My pulse is climbing. My face feels red hot. Before I’ve even really thought about it, I find I am shaking my head and saying: ‘No.’

‘So you weren’t concerned? At her leaving like that, without telling you why, or where she was going?’

‘No, I was concerned, of course I was,’ I say, feeling the heat in my cheeks again. ‘I texted her. I wanted to make sure she was OK. And she replied, pretty much straight away.’ I reach for my phone. ‘She said she was going to her mother’s. Here, let me find the message.’

I pull my phone out, find the message she sent me the day after the party, show it to DS Mitre. I think for a moment that he will be pleased, will thank me for my time, tell me he’ll give her mum a ring now and he’s sorry to have wasted my time. Instead, the atmosphere changes. The officers both examine the phone. They exchange glances again.

‘Is that not where she is, then?’ I ask. ‘At her mum’s?’

DC Robbin closes her notebook, leans forward slightly.

‘Mrs Thorpe, what did she mean when she said she was sorry about last night?’

I blink.

‘I … I don’t know.’

‘You don’t know?’

‘Well, I suppose we’d fallen out a bit. Not badly.’

She looks at me intently. ‘I thought you said you hadn’t had an argument.’

I’m tapping my leg under the table, the bench underneath me shaking slightly. ‘We hadn’t,’ I stutter. ‘Not an argument. That’s not what I meant.’ I force myself to stop, place my feet flat on the floor. I wish Daniel were here. He said he was just going out for a run. He’s been ages.
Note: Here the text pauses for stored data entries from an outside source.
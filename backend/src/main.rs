//! Backend entry-point: wires the in-memory store into the HTTP server.

use std::sync::Arc;

use tracing::warn;
use tracing_subscriber::{EnvFilter, fmt};

use backend::outbound::MemoryUserStore;
use backend::server::{ServerConfig, bind};

#[actix_web::main]
async fn main() -> std::io::Result<()> {
    if let Err(e) = fmt()
        .with_env_filter(EnvFilter::from_default_env())
        .json()
        .try_init()
    {
        warn!(error = %e, "tracing init failed");
    }

    let config = ServerConfig::from_env().map_err(std::io::Error::other)?;
    let store = Arc::new(MemoryUserStore::new());
    let bound = bind(&config, store)?;
    bound.server.await
}
//! User roster service: an in-memory user collection exposed over HTTP/JSON.
//!
//! The crate is laid out hexagonally: `domain` holds the entity and the
//! [`UserStore`](domain::ports::UserStore) port, `outbound` the in-memory
//! adapter, and `inbound::http` the actix handlers that translate between
//! HTTP and the domain.

pub mod domain;
pub mod inbound;
pub mod middleware;
pub mod outbound;
pub mod server;

pub use middleware::Trace;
‘I mean, look … it had been a bit awkward, the three of us. We’d been a bit – a bit snappy with each other, perhaps. I did tell her that night that I thought … perhaps the time had come for her to leave.’

‘You wouldn’t class that as an argument?’

DS Mitre looks at DC Robbin. His radio crackles, and he glances down. None of this seems real, I think. None of it belongs in our kitchen, on our quiet Sunday evening, with the sounds of the washing machine, a car outside, the next-door neighbour’s girl doing her clunky piano practice.

DS Mitre leans towards me.

‘Mrs Thorpe, would it be all right if we took that phone away with us today?’